EDITORIAL: Public can video officers
Published 9:00 am Thursday, October 26, 2017
The public has the right to take cellphone videos of police officers doing their jobs.
Police do not have the right to harass, intimidate or order someone to stop recording their actions in a public place.
Valdosta Chief of Police Brian Childress notified his officers this week about changes to the department’s policies and procedure regarding the rights of the public to record.
In an email sent Tuesday evening, Childress wrote, “I attended a class regarding the public’s right to record police. Attached and listed below is a tri-fold document on this subject from DOJ (Department of Justice). Read it please and understand it. This will also be added to department policy. Here is what the courts and DOJ have said: ‘if they (citizens) are in a public place where anyone has a right to be, they can record you.’ In other words, leave them alone unless they legitimately hinder your job. Simply recording on a sidewalk and/or across the street is not hindering you or anyone else.”
Childress is right.
The rights of the public to record the actions of officers in public are broad.
A person, of course, cannot trespass on private property, cross crime scene tape, physically interfere with officers ability to do their jobs or create a public-safety hazard but beyond those things, simply using a cellphone or other type of camera or videocamera to record the actions of offices is not illegal.
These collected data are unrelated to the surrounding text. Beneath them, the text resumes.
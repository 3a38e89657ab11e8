//! Where the staged words come from.

use zerocopy::AsBytes;

use crate::buffer::{PayloadError, WORD_BYTES};

/// A read-only run of words to be copied into the staging buffer.
pub trait PayloadSource {
    /// Number of words this source yields.
    fn word_len(&self) -> usize;

    /// Fill `words`, whose length is exactly `word_len()`.
    fn copy_to(&self, words: &mut [u32]);
}

impl PayloadSource for [u32] {
    fn word_len(&self) -> usize {
        self.len()
    }

    fn copy_to(&self, words: &mut [u32]) {
        words.copy_from_slice(self);
    }
}

impl<const N: usize> PayloadSource for [u32; N] {
    fn word_len(&self) -> usize {
        N
    }

    fn copy_to(&self, words: &mut [u32]) {
        words.copy_from_slice(self);
    }
}

/// A little-endian byte image, e.g. an `include_bytes!` asset.
#[derive(Debug, Clone, Copy)]
pub struct LeBytes<'a> {
    bytes: &'a [u8],
}

impl<'a> LeBytes<'a> {
    pub fn new(bytes: &'a [u8]) -> Result<Self, PayloadError> {
        if bytes.len() % WORD_BYTES == 0 {
            Ok(Self { bytes })
        } else {
            Err(PayloadError::PartialWord { len: bytes.len() })
        }
    }
}

impl PayloadSource for LeBytes<'_> {
    fn word_len(&self) -> usize {
        self.bytes.len() / WORD_BYTES
    }

    fn copy_to(&self, words: &mut [u32]) {
        words.as_bytes_mut().copy_from_slice(self.bytes);
        for word in words.iter_mut() {
            *word = u32::from_le(*word);
        }
    }
}

/// Synthetic `0x00RRGGBB` frame for bring-up without an image asset:
/// red ramps along x, green along y, blue is an XOR checkerboard.
#[derive(Debug, Clone, Copy, PartialEq, Eq)]
pub struct TestPattern {
    pub width: usize,
    pub height: usize,
}

impl TestPattern {
    pub fn pixel(&self, x: usize, y: usize) -> u32 {
        let ramp = |pos: usize, span: usize| (pos * 255 / span.saturating_sub(1).max(1)) as u32;
        let r = ramp(x, self.width);
        let g = ramp(y, self.height);
        let b = ((x ^ y) & 0xFF) as u32;
        (r << 16) | (g << 8) | b
    }
}

impl PayloadSource for TestPattern {
    /// `usize::MAX` when the frame is too large to address, which no
    /// buffer can match.
    fn word_len(&self) -> usize {
        self.width.checked_mul(self.height).unwrap_or(usize::MAX)
    }

    fn copy_to(&self, words: &mut [u32]) {
        if self.width == 0 {
            return;
        }
        for (row, line) in words.chunks_exact_mut(self.width).enumerate() {
            for (col, word) in line.iter_mut().enumerate() {
                *word = self.pixel(col, row);
            }
        }
    }
}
Police cannot seize a camera without due process.
They may request to see what has been recorded to assist them in an investigation but that would be a request not a demand.
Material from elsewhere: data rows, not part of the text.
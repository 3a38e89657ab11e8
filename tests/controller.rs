//! Transfer controller behaviour against the simulated engine.

use fpga_dma_tx::{
    buffer::StagingBuffer,
    controller::poll_until_idle,
    engine::status,
    sim::{Busy, CountingDelay, RecordingCache, RecordingSink, SimConfig, SimEngine, SimLocator, Timeline},
    ControllerConfig, Direction, DmaEngine, Event, FailurePolicy, Fault, InitError, Outcome, PayloadError,
    StartError, State, TestPattern, TransferController,
};

type Sink = RecordingSink<64>;
type Controller<'t, 's, const N: usize> = TransferController<
    SimEngine<'t>,
    &'static mut StagingBuffer<N>,
    RecordingCache<'t>,
    CountingDelay,
    &'s mut Sink,
>;

const PAYLOAD: [u32; 4] = [0x1, 0x2, 0x3, 0x4];

fn staging<const N: usize>() -> &'static mut StagingBuffer<N> {
    Box::leak(Box::new(StagingBuffer::new()))
}

fn controller<'t, 's>(
    timeline: Option<&'t Timeline>,
    sink: &'s mut Sink,
    config: ControllerConfig,
) -> Controller<'t, 's, 4> {
    TransferController::new(
        staging(),
        RecordingCache::new(timeline),
        CountingDelay::default(),
        sink,
        config,
    )
}

fn events<'a>(ctl: &'a Controller<'_, '_, 4>) -> &'a [Event] {
    ctl.sink().events()
}

#[test]
fn scenario_a_sends_repeatedly() {
    let script = [Busy::For(2)];
    let locator = SimLocator::new(0, SimConfig::new(&script));
    let mut sink = Sink::new();
    let mut ctl = controller(None, &mut sink, ControllerConfig::new());

    ctl.bring_up(&locator, 0, &PAYLOAD).unwrap();
    assert_eq!(ctl.state(), State::Ready);

    ctl.run_for(2).unwrap();
    assert_eq!(ctl.state(), State::Completed);
    assert_eq!(
        events(&ctl),
        &[
            Event::DmaInitOk,
            Event::TransferStarted { attempt: 1 },
            Event::TransferCompleted { polls: 3 },
            Event::TransferStarted { attempt: 2 },
            Event::TransferCompleted { polls: 3 },
        ]
    );

    let engine = ctl.engine().unwrap();
    assert_eq!(engine.starts(), 2);
    assert!(!engine.payload_changed());
    assert_eq!(ctl.attempts(), 2);
}

#[test]
fn scenario_b_missing_config_halts_silently() {
    let locator = SimLocator::new(3, SimConfig::new(&[]));
    let mut sink = Sink::new();
    let mut ctl = controller(None, &mut sink, ControllerConfig::new());

    let fault = ctl.bring_up(&locator, 0, &PAYLOAD).unwrap_err();
    assert_eq!(fault, Fault::ConfigMissing { device_id: 0 });
    assert_eq!(fault.code(), status::DEVICE_NOT_FOUND);
    assert_eq!(ctl.state(), State::Halted);
    assert_eq!(ctl.run_once(), Err(Fault::Halted));
    assert_eq!(events(&ctl), &[Event::DmaConfigMissing { device_id: 0 }]);
    assert!(ctl.engine().is_none());
}

#[test]
fn scenario_c_timeout_halts_under_fail_stop() {
    let script = [Busy::Forever];
    let locator = SimLocator::new(0, SimConfig::new(&script));
    let mut sink = Sink::new();
    let config = ControllerConfig::new().with_poll_budget(50);
    let mut ctl = controller(None, &mut sink, config);

    ctl.bring_up(&locator, 0, &PAYLOAD).unwrap();
    let fault = ctl.run();
    assert_eq!(fault, Fault::TimedOut { polls: 50 });
    assert_eq!(ctl.state(), State::Halted);

    assert_eq!(ctl.run_once(), Err(Fault::Halted));
    assert_eq!(
        events(&ctl),
        &[
            Event::DmaInitOk,
            Event::TransferStarted { attempt: 1 },
            Event::TransferTimedOut { polls: 50 },
        ]
    );
}

#[test]
fn init_failure_is_terminal() {
    let config = SimConfig::new(&[]).failing_init(InitError::Hardware(status::DMA_ERROR));
    let locator = SimLocator::new(0, config);
    let mut sink = Sink::new();
    let mut ctl = controller(None, &mut sink, ControllerConfig::new());

    let fault = ctl.bring_up(&locator, 0, &PAYLOAD).unwrap_err();
    assert_eq!(fault, Fault::Init(InitError::Hardware(status::DMA_ERROR)));
    assert_eq!(events(&ctl), &[Event::DmaInitFailed { code: status::DMA_ERROR }]);
    assert_eq!(ctl.state(), State::Halted);
}

#[test]
fn payload_is_staged_word_for_word() {
    let locator = SimLocator::new(0, SimConfig::new(&[Busy::For(0)]));
    let mut sink = Sink::new();
    let mut ctl = controller(None, &mut sink, ControllerConfig::new());

    ctl.bring_up(&locator, 0, &PAYLOAD).unwrap();
    assert_eq!(ctl.buffer(), &PAYLOAD);

    let attempt = ctl.run_once().unwrap();
    assert_eq!(attempt.len, 16);
    assert_eq!(attempt.source % 32, 0);
    assert_eq!(ctl.engine().unwrap().last_start(), Some((attempt.source, 16)));

    let expected = crc32fast::hash(&[1, 0, 0, 0, 2, 0, 0, 0, 3, 0, 0, 0, 4, 0, 0, 0]);
    assert_eq!(ctl.engine().unwrap().last_digest(), Some(expected));
}

#[test]
fn payload_length_must_match_buffer() {
    let locator = SimLocator::new(0, SimConfig::new(&[]));
    let mut sink = Sink::new();
    let mut ctl = controller(None, &mut sink, ControllerConfig::new());

    let fault = ctl.bring_up(&locator, 0, &[1u32, 2, 3]).unwrap_err();
    assert!(matches!(fault, Fault::Payload(_)));
    assert_eq!(ctl.state(), State::Halted);
    assert_eq!(
        events(&ctl),
        &[
            Event::DmaInitOk,
            Event::StagingFailed {
                code: status::INVALID_PARAM
            },
        ]
    );
}

#[test]
fn oversized_test_pattern_is_a_length_mismatch() {
    let locator = SimLocator::new(0, SimConfig::new(&[]));
    let mut sink = Sink::new();
    let mut ctl = controller(None, &mut sink, ControllerConfig::new());

    let pattern = TestPattern {
        width: usize::MAX,
        height: 2,
    };
    let fault = ctl.bring_up(&locator, 0, &pattern).unwrap_err();
    assert_eq!(
        fault,
        Fault::Payload(PayloadError::LengthMismatch {
            expected: 4,
            actual: usize::MAX
        })
    );
    assert_eq!(ctl.buffer(), &[0, 0, 0, 0]);
}

#[test]
fn flush_happens_before_first_start() {
    let timeline = Timeline::new();
    let script = [Busy::For(1)];
    let locator = SimLocator::new(0, SimConfig::new(&script).with_timeline(&timeline));
    let mut cache = RecordingCache::new(Some(&timeline));
    let mut sink = Sink::new();
    let buffer = staging::<4>();
    let base = buffer.base_address();

    let mut ctl = TransferController::<SimEngine<'_>, _, _, _, _>::new(
        buffer,
        &mut cache,
        CountingDelay::default(),
        &mut sink,
        ControllerConfig::new(),
    );
    ctl.bring_up(&locator, 0, &PAYLOAD).unwrap();
    ctl.run_for(3).unwrap();
    let started = ctl.engine().unwrap().first_start_at().unwrap();
    drop(ctl);

    // One clean, covering the whole buffer, before anything was started.
    assert_eq!(cache.cleans().len(), 1);
    let (addr, len, cleaned) = cache.cleans()[0];
    assert_eq!((addr, len), (base, 16));
    assert!(cleaned < started);
}

#[test]
fn transfers_never_overlap() {
    let script = [Busy::For(5), Busy::For(0), Busy::For(17)];
    let locator = SimLocator::new(0, SimConfig::new(&script));
    let mut sink = Sink::new();
    let mut ctl = controller(None, &mut sink, ControllerConfig::new());

    ctl.bring_up(&locator, 0, &PAYLOAD).unwrap();
    ctl.run_for(10).unwrap();

    let engine = ctl.engine().unwrap();
    assert_eq!(engine.starts(), 10);
    assert!(!engine.overlapped());
}

#[test]
fn timeout_after_exactly_the_reference_budget() {
    let locator = SimLocator::new(0, SimConfig::new(&[Busy::Forever]));
    let mut sink = Sink::new();
    let mut ctl = controller(None, &mut sink, ControllerConfig::default());

    ctl.bring_up(&locator, 0, &PAYLOAD).unwrap();
    assert_eq!(ctl.run_once(), Err(Fault::TimedOut { polls: 1_000_000 }));
    assert_eq!(ctl.engine().unwrap().checks_this_transfer(), 1_000_000);
}

#[test]
fn immediate_completion_uses_one_poll() {
    let locator = SimLocator::new(0, SimConfig::new(&[Busy::For(0)]));
    let mut sink = Sink::new();
    let mut ctl = controller(None, &mut sink, ControllerConfig::default());

    ctl.bring_up(&locator, 0, &PAYLOAD).unwrap();
    let attempt = ctl.run_once().unwrap();
    assert_eq!(attempt.outcome, Outcome::Completed { polls: 1 });
    assert_eq!(ctl.engine().unwrap().checks_this_transfer(), 1);
}

#[test]
fn poll_waits_between_busy_checks() {
    let engine = SimEngine::initialize(SimConfig::new(&[Busy::For(4)])).unwrap();
    let mut delay = CountingDelay::default();

    // Nothing in flight yet: idle on the first check.
    assert_eq!(poll_until_idle(&engine, &mut delay, 10, 1), Ok(1));
    assert_eq!(delay.calls(), 0);

    let mut engine = engine;
    let word = [0u32; 1];
    unsafe {
        engine
            .start_transfer(word.as_ptr().cast(), 4, Direction::MemoryToDevice)
            .unwrap();
    }
    assert_eq!(poll_until_idle(&engine, &mut delay, 10, 1), Ok(5));
    assert_eq!(delay.calls(), 4);
    assert_eq!(delay.total_us(), 4);
}

#[test]
fn zero_budget_times_out_without_checking() {
    let engine = SimEngine::initialize(SimConfig::new(&[])).unwrap();
    let mut delay = CountingDelay::default();
    assert_eq!(poll_until_idle(&engine, &mut delay, 0, 1), Err(0));
    assert_eq!(engine.total_checks(), 0);
}

#[test]
fn retry_policy_resets_and_recovers() {
    let script = [Busy::Forever, Busy::Reject(StartError::Busy), Busy::For(1)];
    let locator = SimLocator::new(0, SimConfig::new(&script));
    let mut sink = Sink::new();
    let config = ControllerConfig::new()
        .with_poll_budget(10)
        .with_policy(FailurePolicy::ResetAndRetry {
            max_consecutive_failures: 2,
        });
    let mut ctl = controller(None, &mut sink, config);

    ctl.bring_up(&locator, 0, &PAYLOAD).unwrap();

    let first = ctl.run_once().unwrap();
    assert_eq!(first.outcome, Outcome::TimedOut { polls: 10 });
    let second = ctl.run_once().unwrap();
    assert_eq!(second.outcome, Outcome::StartRejected(StartError::Busy));
    let third = ctl.run_once().unwrap();
    assert_eq!(third.outcome, Outcome::Completed { polls: 2 });

    assert_eq!(
        events(&ctl),
        &[
            Event::DmaInitOk,
            Event::TransferStarted { attempt: 1 },
            Event::TransferTimedOut { polls: 10 },
            Event::ChannelReset,
            Event::TransferStartFailed { code: status::FAILURE },
            Event::ChannelReset,
            Event::TransferStarted { attempt: 3 },
            Event::TransferCompleted { polls: 2 },
        ]
    );
    assert_eq!(ctl.engine().unwrap().resets(), 2);
    assert!(!ctl.engine().unwrap().overlapped());
}

#[test]
fn retry_policy_halts_after_too_many_failures() {
    let locator = SimLocator::new(0, SimConfig::new(&[Busy::Forever]));
    let mut sink = Sink::new();
    let config = ControllerConfig::new()
        .with_poll_budget(3)
        .with_policy(FailurePolicy::ResetAndRetry {
            max_consecutive_failures: 2,
        });
    let mut ctl = controller(None, &mut sink, config);

    ctl.bring_up(&locator, 0, &PAYLOAD).unwrap();
    assert_eq!(ctl.run(), Fault::TimedOut { polls: 3 });
    assert_eq!(ctl.state(), State::Halted);
    assert_eq!(ctl.attempts(), 3);
    assert_eq!(ctl.engine().unwrap().resets(), 2);
}

#[test]
fn retry_policy_halts_when_reset_fails() {
    let config = SimConfig::new(&[Busy::Forever]).failing_reset(InitError::ResetTimeout);
    let locator = SimLocator::new(0, config);
    let mut sink = Sink::new();
    let config = ControllerConfig::new()
        .with_poll_budget(1)
        .with_policy(FailurePolicy::ResetAndRetry {
            max_consecutive_failures: 5,
        });
    let mut ctl = controller(None, &mut sink, config);

    ctl.bring_up(&locator, 0, &PAYLOAD).unwrap();
    assert_eq!(ctl.run_once(), Err(Fault::Reset(InitError::ResetTimeout)));
    assert_eq!(
        events(&ctl).last(),
        Some(&Event::ChannelResetFailed {
            code: status::DMA_ERROR
        })
    );
}

#[test]
fn start_rejection_halts_under_fail_stop() {
    let script = [Busy::Reject(StartError::InvalidLength(0))];
    let locator = SimLocator::new(0, SimConfig::new(&script));
    let mut sink = Sink::new();
    let mut ctl = controller(None, &mut sink, ControllerConfig::new());

    ctl.bring_up(&locator, 0, &PAYLOAD).unwrap();
    assert_eq!(ctl.run_once(), Err(Fault::Start(StartError::InvalidLength(0))));
    assert_eq!(
        events(&ctl),
        &[
            Event::DmaInitOk,
            Event::TransferStartFailed {
                code: status::INVALID_PARAM
            },
        ]
    );
    assert_eq!(ctl.state(), State::Halted);
}

#[test]
fn bring_up_runs_once() {
    let locator = SimLocator::new(0, SimConfig::new(&[]));
    let mut sink = Sink::new();
    let mut ctl = controller(None, &mut sink, ControllerConfig::new());

    assert_eq!(ctl.run_once(), Err(Fault::NotReady));
    ctl.bring_up(&locator, 0, &PAYLOAD).unwrap();
    assert_eq!(
        ctl.bring_up(&locator, 0, &PAYLOAD),
        Err(Fault::AlreadyInitialized)
    );
    assert_eq!(events(&ctl), &[Event::DmaInitOk]);
}

#[test]
fn misaligned_buffer_is_rejected() {
    #[repr(C, align(32))]
    struct Backing([u32; 5]);

    let backing: &'static mut Backing = Box::leak(Box::new(Backing([0; 5])));
    // Skip the first word to land 4 bytes past the alignment boundary.
    let words: &'static mut [u32; 4] = (&mut backing.0[1..]).try_into().unwrap();

    let locator = SimLocator::new(0, SimConfig::new(&[]));
    let mut sink = Sink::new();
    let mut ctl = TransferController::<SimEngine<'_>, _, _, _, _>::new(
        words,
        RecordingCache::new(None),
        CountingDelay::default(),
        &mut sink,
        ControllerConfig::new(),
    );

    let fault = ctl.bring_up(&locator, 0, &PAYLOAD).unwrap_err();
    assert!(matches!(fault, Fault::MisalignedBuffer(addr) if addr % 32 == 4));
    assert_eq!(ctl.state(), State::Halted);
    assert_eq!(
        ctl.sink().events(),
        &[
            Event::DmaInitOk,
            Event::StagingFailed {
                code: status::INVALID_PARAM
            },
        ]
    );
}

#[test]
fn drop_stops_a_running_transfer() {
    let locator = SimLocator::new(0, SimConfig::new(&[Busy::Forever]));
    let mut sink = Sink::new();
    let mut ctl = controller(None, &mut sink, ControllerConfig::new().with_poll_budget(2));

    ctl.bring_up(&locator, 0, &PAYLOAD).unwrap();
    assert_eq!(ctl.run_once(), Err(Fault::TimedOut { polls: 2 }));
    drop(ctl);

    assert_eq!(sink.events().last(), Some(&Event::ChannelReset));
}

#[test]
fn drop_reports_a_failed_reset() {
    let config = SimConfig::new(&[Busy::Forever]).failing_reset(InitError::ResetTimeout);
    let locator = SimLocator::new(0, config);
    let mut sink = Sink::new();
    let mut ctl = controller(None, &mut sink, ControllerConfig::new().with_poll_budget(2));

    ctl.bring_up(&locator, 0, &PAYLOAD).unwrap();
    assert_eq!(ctl.run_once(), Err(Fault::TimedOut { polls: 2 }));
    drop(ctl);

    assert_eq!(
        sink.events().last(),
        Some(&Event::ChannelResetFailed {
            code: status::DMA_ERROR
        })
    );
}

#[test]
fn drop_after_completion_leaves_the_channel_alone() {
    let locator = SimLocator::new(0, SimConfig::new(&[Busy::For(0)]));
    let mut sink = Sink::new();
    let mut ctl = controller(None, &mut sink, ControllerConfig::new());

    ctl.bring_up(&locator, 0, &PAYLOAD).unwrap();
    ctl.run_once().unwrap();
    drop(ctl);

    assert_eq!(sink.events().last(), Some(&Event::TransferCompleted { polls: 1 }));
}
Childress shared additional points with his officers:
— In the majority of situations, individuals have a First Amendment right to audio and video record police who are conducting business in a public place.
— Officers should always assume they are being recorded when in a public space.
— Officers may not seize recording devices or recording media without a warrant except in narrowly defined exigent circumstances.
— Officers may not arrest individuals for the act of recording.
— Officers should develop a suitable response that will deflect any negative reactions, such as acknowledging the individuals First Amendment right to record and asking whether he or she would like to speak to a supervisor.
Police can make an effort to keep people safe. That may include sectioning off an area for the public and the press at a crime scene. The purpose, however, must be to keep people out of harm’s way and not to conceal the actions of police.
We commend Childress for sending this email to his department, for taking the concept of community policing seriously and for understanding the public’s right to know.
We encourage every city, county and state law-enforcement agency to follow suit.